The program under test is not the live production version

Both valid and invalid cases are used

Population coverage is risk-focused

Results are reconciled to expected edit routines

Integrated Test Facility (ITF) provides strong assurance if and only if the auditor ensures:

ITF entities are segregated and purged from live results post-test

ITF transactions remain in production totals for realism

Source code is rewritten by audit

Parallel simulation is most useful when:

The auditor can process the same input/data with an independent program and compare results

The client cannot share data layouts

Manual recalculation is prohibited

Snapshot techniques are preferred when the auditor needs to:

Tag selected transactions and capture processing logic path for those items

Disable edit checks temporarily

Statistical sampling advantage over nonstatistical is primarily:

Quantified sampling risk and defensible confidence/precision

Lower staff training requirements

PPS (Dollar-Unit) sampling is especially suited to detect:

Overstatements in high-value items

A 95% confidence level implies a reliability factor near:

1.96–2.00 (context dependent)

In hardware risk and controls, which pairing is strongest?

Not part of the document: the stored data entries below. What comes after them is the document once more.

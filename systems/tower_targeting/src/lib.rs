#![deny(
    unsafe_code,
    missing_docs,
    dead_code,
    unused_results,
    non_snake_case,
    unreachable_pub
)]

//! Tower targeting system that keeps each tower locked on the most advanced
//! enemy in range.

use log::trace;
use nova_defence_core::{geometry::distance_2d, EnemyId, TowerId, Vec3};
use nova_defence_system_enemy_health::is_targetable;
use nova_defence_world::World;

/// Tower targeting system that reuses scratch buffers between ticks.
#[derive(Debug, Default)]
pub struct TowerTargeting {
    tower_workspace: Vec<TowerId>,
    candidates: Vec<Candidate>,
}

#[derive(Clone, Copy, Debug)]
struct Candidate {
    id: EnemyId,
    position: Vec3,
    progress: f32,
}

impl TowerTargeting {
    /// Creates a new tower targeting system with empty scratch buffers.
    #[must_use]
    pub fn new() -> Self {
        Self::default()
    }

    /// Re-validates held targets and acquires new ones.
    ///
    /// A held target is kept while it stays targetable and in range.
    /// Otherwise the tower picks the in-range enemy with the greatest
    /// `path_index + path_progress`; exact ties keep the first enemy found.
    pub fn handle(&mut self, world: &mut World) {
        self.prepare_candidates(world);
        self.tower_workspace.clear();
        self.tower_workspace.extend(world.tower_ids());

        for &id in &self.tower_workspace {
            let Some(tower) = world.tower_mut(id) else {
                continue;
            };
            let (origin, range) = (tower.position, tower.range);

            let held = tower.target.filter(|target| {
                self.candidates.iter().any(|candidate| {
                    candidate.id == *target && distance_2d(origin, candidate.position) <= range
                })
            });
            if held.is_some() {
                continue;
            }

            let mut best: Option<Candidate> = None;
            for candidate in &self.candidates {
                if distance_2d(origin, candidate.position) > range {
                    continue;
                }
                if best.map_or(true, |current| candidate.progress > current.progress) {
                    best = Some(*candidate);
                }
            }

            tower.target = best.map(|candidate| candidate.id);
            if let Some(target) = tower.target {
                trace!("tower {} acquired enemy {}", id.get(), target.get());
            }
        }
    }

    fn prepare_candidates(&mut self, world: &World) {
        self.candidates.clear();
        self.candidates.extend(
            world
                .enemies()
                .filter(|enemy| is_targetable(enemy))
                .map(|enemy| Candidate {
                    id: enemy.id,
                    position: enemy.position,
                    progress: enemy.total_progress(),
                }),
        );
    }
}
use glam::Vec3;

use crate::{EnemyId, ProjectileId, SpecialEffect, SpotId, TowerId, TowerKind, TowerTier};

/// Live tower record stored by the world.
#[derive(Clone, Debug, PartialEq)]
pub struct Tower {
    /// Identifier allocated by the world.
    pub id: TowerId,
    /// Archetype the tower was built from.
    pub kind: TowerKind,
    /// Spot hosting the tower.
    pub spot: SpotId,
    /// Base position of the tower.
    pub position: Vec3,
    /// Facing angle around the y axis.
    pub rotation: f32,
    /// Damage carried by each projectile.
    pub damage: f32,
    /// Ground-plane targeting range.
    pub range: f32,
    /// Shots per second.
    pub fire_rate: f32,
    /// Projectile travel speed.
    pub projectile_speed: f32,
    /// Splash radius, present only on splash towers.
    pub splash_radius: Option<f32>,
    /// Simulation time of the last shot, `None` before the first one.
    pub last_fire_time: Option<f32>,
    /// Enemy currently held as target.
    pub target: Option<EnemyId>,
    /// Current upgrade tier.
    pub tier: TowerTier,
    /// Tag unlocked by a tier-4 specialisation.
    pub special_effect: Option<SpecialEffect>,
    /// Cumulative purchase and upgrade cost.
    pub total_invested: u32,
}

impl Tower {
    /// Seconds between shots, or `None` when the tower cannot fire.
    #[must_use]
    pub fn fire_interval(&self) -> Option<f32> {
        if self.fire_rate <= 0.0 {
            return None;
        }
        Some(1.0 / self.fire_rate)
    }
}

/// Projectile in flight.
#[derive(Clone, Debug, PartialEq)]
pub struct Projectile {
    /// Identifier allocated by the world.
    pub id: ProjectileId,
    /// Tower that fired the projectile.
    pub source: TowerId,
    /// Enemy the projectile is homing on.
    pub target: EnemyId,
    /// Current position.
    pub position: Vec3,
    /// Launch position.
    pub start_position: Vec3,
    /// Last known aim point.
    pub target_position: Vec3,
    /// Fraction of the flight completed.
    pub progress: f32,
    /// Distance flown so far.
    pub distance_traveled: f32,
    /// Damage applied on impact.
    pub damage: f32,
    /// Travel speed.
    pub speed: f32,
    /// Splash radius for area detonations.
    pub splash_radius: Option<f32>,
}

/// Map location that can host one tower.
#[derive(Clone, Copy, Debug, PartialEq)]
pub struct TowerSpot {
    /// Identifier of the spot.
    pub id: SpotId,
    /// Position a tower built here occupies.
    pub position: Vec3,
    /// Whether a tower currently stands on the spot.
    pub occupied: bool,
}
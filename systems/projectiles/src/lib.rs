#![deny(
    unsafe_code,
    missing_docs,
    dead_code,
    unused_results,
    non_snake_case,
    unreachable_pub
)]

//! Projectile system: homing flight, impact detection and damage delivery.

use log::debug;
use nova_defence_core::{
    geometry::{distance_2d, distance_3d, lerp_vec3},
    EnemyId, Event, Projectile, ProjectileId, SpecialEffect,
};
use nova_defence_system_enemy_health::damage_enemy;
use nova_defence_world::World;

/// Ground-plane distance at which a projectile connects with its target.
pub const HIT_RADIUS: f32 = 0.5;

/// Moves projectiles and resolves their impacts.
#[derive(Debug, Default)]
pub struct Projectiles {
    scratch: Vec<ProjectileId>,
    splash_targets: Vec<(EnemyId, f32)>,
}

impl Projectiles {
    /// Creates a projectile system with empty scratch buffers.
    #[must_use]
    pub fn new() -> Self {
        Self::default()
    }

    /// Advances every projectile by `dt` seconds.
    ///
    /// While its target is alive a projectile re-aims at the target's live
    /// position each tick; afterwards it flies on to the last known aim point.
    pub fn handle(&mut self, world: &mut World, dt: f32, out_events: &mut Vec<Event>) {
        self.scratch.clear();
        self.scratch.extend(world.projectile_ids());

        for index in 0..self.scratch.len() {
            let id = self.scratch[index];
            let Some(target) = world.projectile(id).map(|projectile| projectile.target) else {
                continue;
            };
            let live_target = world
                .enemy(target)
                .filter(|enemy| !enemy.is_dead)
                .map(|enemy| enemy.position);

            let Some(projectile) = world.projectile_mut(id) else {
                continue;
            };
            if let Some(position) = live_target {
                projectile.target_position = position;
            }
            projectile.distance_traveled += projectile.speed * dt;
            let total = distance_3d(projectile.start_position, projectile.target_position);
            projectile.progress = if total > 0.0 {
                (projectile.distance_traveled / total).min(1.0)
            } else {
                1.0
            };
            projectile.position = lerp_vec3(
                projectile.start_position,
                projectile.target_position,
                projectile.progress,
            );

            let connected = live_target
                .is_some_and(|position| distance_2d(projectile.position, position) < HIT_RADIUS);
            if !connected && projectile.progress < 1.0 {
                continue;
            }

            if let Some(projectile) = world.remove_projectile(id) {
                self.impact(world, &projectile, live_target.is_some(), out_events);
            }
        }
    }

    fn impact(
        &mut self,
        world: &mut World,
        projectile: &Projectile,
        target_alive: bool,
        out_events: &mut Vec<Event>,
    ) {
        let ignore_armor = world
            .tower(projectile.source)
            .and_then(|tower| tower.special_effect)
            == Some(SpecialEffect::ArmorPiercing);

        match projectile.splash_radius {
            Some(radius) => {
                self.splash_targets.clear();
                self.splash_targets.extend(
                    world
                        .enemies()
                        .filter(|enemy| !enemy.is_dead)
                        .map(|enemy| (enemy.id, distance_2d(projectile.position, enemy.position)))
                        .filter(|&(_, distance)| distance <= radius),
                );
                for &(enemy, distance) in &self.splash_targets {
                    let falloff = if radius > 0.0 {
                        1.0 - distance / radius
                    } else {
                        1.0
                    };
                    let damage = (projectile.damage * falloff).floor();
                    if damage > 0.0 {
                        let _ = damage_enemy(world, enemy, damage, ignore_armor, out_events);
                    }
                }
                out_events.push(Event::ProjectileImpact {
                    projectile: projectile.id,
                    position: projectile.position,
                    splash: true,
                });
            }
            None if target_alive => {
                let _ = damage_enemy(
                    world,
                    projectile.target,
                    projectile.damage,
                    ignore_armor,
                    out_events,
                );
                out_events.push(Event::ProjectileImpact {
                    projectile: projectile.id,
                    position: projectile.position,
                    splash: false,
                });
            }
            None => debug!("projectile {} expired without a target", projectile.id.get()),
        }
    }
}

Environmental failures ↔ UPS, AC, humidity control, surge protection, maintenance

Vandalism ↔ open server rooms

Operating system control weakness most critical to investigate first:

Excessive special privileges and weak password/rights management

Effective OS review typically includes:

Change controls for system libraries and parameter hardening with audit/logging

Allowing universal write access to SYS libraries

In network architecture, a star topology’s key risk is:

Central hub/switch as single point of failure

Every node has equal token access

A firewall is best described as:

A choke-point enforcing network access policy and logging traffic that passes through

A replacement for anti-virus tools

A solution to malicious insiders

Protection against all unknown, emerging threats by default

A common Internet risk that policies and controls must address is:

Unknown external actors and back-door paths

Guaranteed attribution of all remote users

Perfect confidentiality via SMTP alone

Automatic compliance with data privacy

For data centers, which control set is most fundamental?

Physical access control, environmental protections, redundant power/links, and DRP

Confidentiality in COBIT’s criteria primarily addresses:

Preventing unauthorized disclosure of sensitive information

Ensuring information is inexpensive

Planning & Organization (PO) processes are most directly about:

Strategic direction, information architecture, tech direction, project/quality/risk management

Incident handling and operations

Installing systems into production

Acquisition & Implementation (AI) includes:

Identify automated solutions, acquire/maintain apps and tech, develop procedures, manage changes

Define service levels and manage capacity

Monitor processes and obtain assurance

Delivery & Support (DS) typically includes all except:

Install and accredit systems before go-live

Ensure continuous service and security

Manage operations, facilities, configuration, incidents

Define service levels and assist customers

Monitoring (ME) encompasses:

Independent assurance and control assessment over all domains

Which metric best indicates efficiency (vs. effectiveness)?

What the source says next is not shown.